(DATA IN THIS EXERCISE Opens)
use std::path::{Path, PathBuf};

use tracing::{debug, warn};

use crate::{
    env_subst::substitute_env,
    error::{Context, Error, Result},
    schema::ThreadlineConfig,
};

/// Standard config file names, checked in order.
const CONFIG_FILENAMES: &[&str] = &[
    "threadline.toml",
    "threadline.yaml",
    "threadline.yml",
    "threadline.json",
];

/// Syntax of a config file, chosen by its extension.
#[derive(Debug, Clone, Copy, PartialEq, Eq)]
pub enum ConfigFormat {
    Toml,
    Yaml,
    Json,
}

impl ConfigFormat {
    /// Files without an extension are read as TOML.
    pub fn from_path(path: &Path) -> Result<Self> {
        match path.extension().and_then(|e| e.to_str()).unwrap_or("toml") {
            "toml" => Ok(Self::Toml),
            "yaml" | "yml" => Ok(Self::Yaml),
            "json" => Ok(Self::Json),
            other => Err(Error::UnsupportedFormat {
                extension: other.to_string(),
            }),
        }
    }
}

/// Load config from the given path (any supported format).
pub fn load_config(path: &Path) -> Result<ThreadlineConfig> {
    let raw = std::fs::read_to_string(path)
        .with_context(|| format!("failed to read {}", path.display()))?;
    let raw = substitute_env(&raw);
    parse_config(&raw, path)
}

/// Discover and load config from standard locations.
///
/// Search order:
/// 1. `./threadline.{toml,yaml,yml,json}` (project-local)
/// 2. `~/.config/threadline/threadline.{toml,yaml,yml,json}` (user-global)
///
/// Returns `ThreadlineConfig::default()` if no config file is found or the
/// file fails to load.
pub fn discover_and_load() -> ThreadlineConfig {
    if let Some(path) = find_config_file() {
        debug!(path = %path.display(), "loading config");
        match load_config(&path) {
            Ok(cfg) => return cfg,
            Err(e) => {
                warn!(path = %path.display(), error = %e, "failed to load config, using defaults");
            },
        }
    } else {
        debug!("no config file found, using defaults");
    }
    ThreadlineConfig::default()
}

/// Find the first config file in standard locations.
pub fn find_config_file() -> Option<PathBuf> {
    CONFIG_FILENAMES
        .iter()
        .map(PathBuf::from)
        .find(|p| p.exists())
        .or_else(|| {
            let dir = config_dir()?;
            CONFIG_FILENAMES
                .iter()
                .map(|name| dir.join(name))
                .find(|p| p.exists())
        })
}

/// Returns the user-global config directory (`~/.config/threadline/`).
pub fn config_dir() -> Option<PathBuf> {
    directories::ProjectDirs::from("", "", "threadline").map(|d| d.config_dir().to_path_buf())
}

fn parse_config(raw: &str, path: &Path) -> Result<ThreadlineConfig> {
    match ConfigFormat::from_path(path)? {
        ConfigFormat::Toml => Ok(toml::from_str(raw)?),
        ConfigFormat::Yaml => Ok(serde_yaml::from_str(raw)?),
        ConfigFormat::Json => Ok(serde_json::from_str(raw)?),
    }
}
(DATA IN THIS EXERCISE Closes)
-- EXERCISE --
The response must restate every entry word for word.

-- RESULT --
use std::path::{Path, PathBuf};

use tracing::{debug, warn};

use crate::{
    env_subst::substitute_env,
    error::{Context, Error, Result},
    schema::ThreadlineConfig,
};

/// Standard config file names, checked in order.
const CONFIG_FILENAMES: &[&str] = &[
    "threadline.toml",
    "threadline.yaml",
    "threadline.yml",
    "threadline.json",
];

/// Syntax of a config file, chosen by its extension.
#[derive(Debug, Clone, Copy, PartialEq, Eq)]
pub enum ConfigFormat {
    Toml,
    Yaml,
    Json,
}

impl ConfigFormat {
    /// Files without an extension are read as TOML.
    pub fn from_path(path: &Path) -> Result<Self> {
        match path.extension().and_then(|e| e.to_str()).unwrap_or("toml") {
            "toml" => Ok(Self::Toml),
            "yaml" | "yml" => Ok(Self::Yaml),
            "json" => Ok(Self::Json),
            other => Err(Error::UnsupportedFormat {
                extension: other.to_string(),
            }),
        }
    }
}

/// Load config from the given path (any supported format).
pub fn load_config(path: &Path) -> Result<ThreadlineConfig> {
    let raw = std::fs::read_to_string(path)
        .with_context(|| format!("failed to read {}", path.display()))?;
    let raw = substitute_env(&raw);
    parse_config(&raw, path)
}

/// Discover and load config from standard locations.
///
/// Search order:
/// 1. `./threadline.{toml,yaml,yml,json}` (project-local)
/// 2. `~/.config/threadline/threadline.{toml,yaml,yml,json}` (user-global)
///
/// Returns `ThreadlineConfig::default()` if no config file is found or the
/// file fails to load.
pub fn discover_and_load() -> ThreadlineConfig {
    if let Some(path) = find_config_file() {
        debug!(path = %path.display(), "loading config");
        match load_config(&path) {
            Ok(cfg) => return cfg,
            Err(e) => {
                warn!(path = %path.display(), error = %e, "failed to load config, using defaults");
            },
        }
    } else {
        debug!("no config file found, using defaults");
    }
    ThreadlineConfig::default()
}

/// Find the first config file in standard locations.
pub fn find_config_file() -> Option<PathBuf> {
    CONFIG_FILENAMES
        .iter()
        .map(PathBuf::from)
        .find(|p| p.exists())
        .or_else(|| {
            let dir = config_dir()?;
            CONFIG_FILENAMES
                .iter()
                .map(|name| dir.join(name))
                .find(|p| p.exists())
        })
}

/// Returns the user-global config directory (`~/.config/threadline/`).
pub fn config_dir() -> Option<PathBuf> {
    directories::ProjectDirs::from("", "", "threadline").map(|d| d.config_dir().to_path_buf())
}

fn parse_config(raw: &str, path: &Path) -> Result<ThreadlineConfig> {
    match ConfigFormat::from_path(path)? {
        ConfigFormat::Toml => Ok(toml::from_str(raw)?),
        ConfigFormat::Yaml => Ok(serde_yaml::from_str(raw)?),
        ConfigFormat::Json => Ok(serde_json::from_str(raw)?),
    }
}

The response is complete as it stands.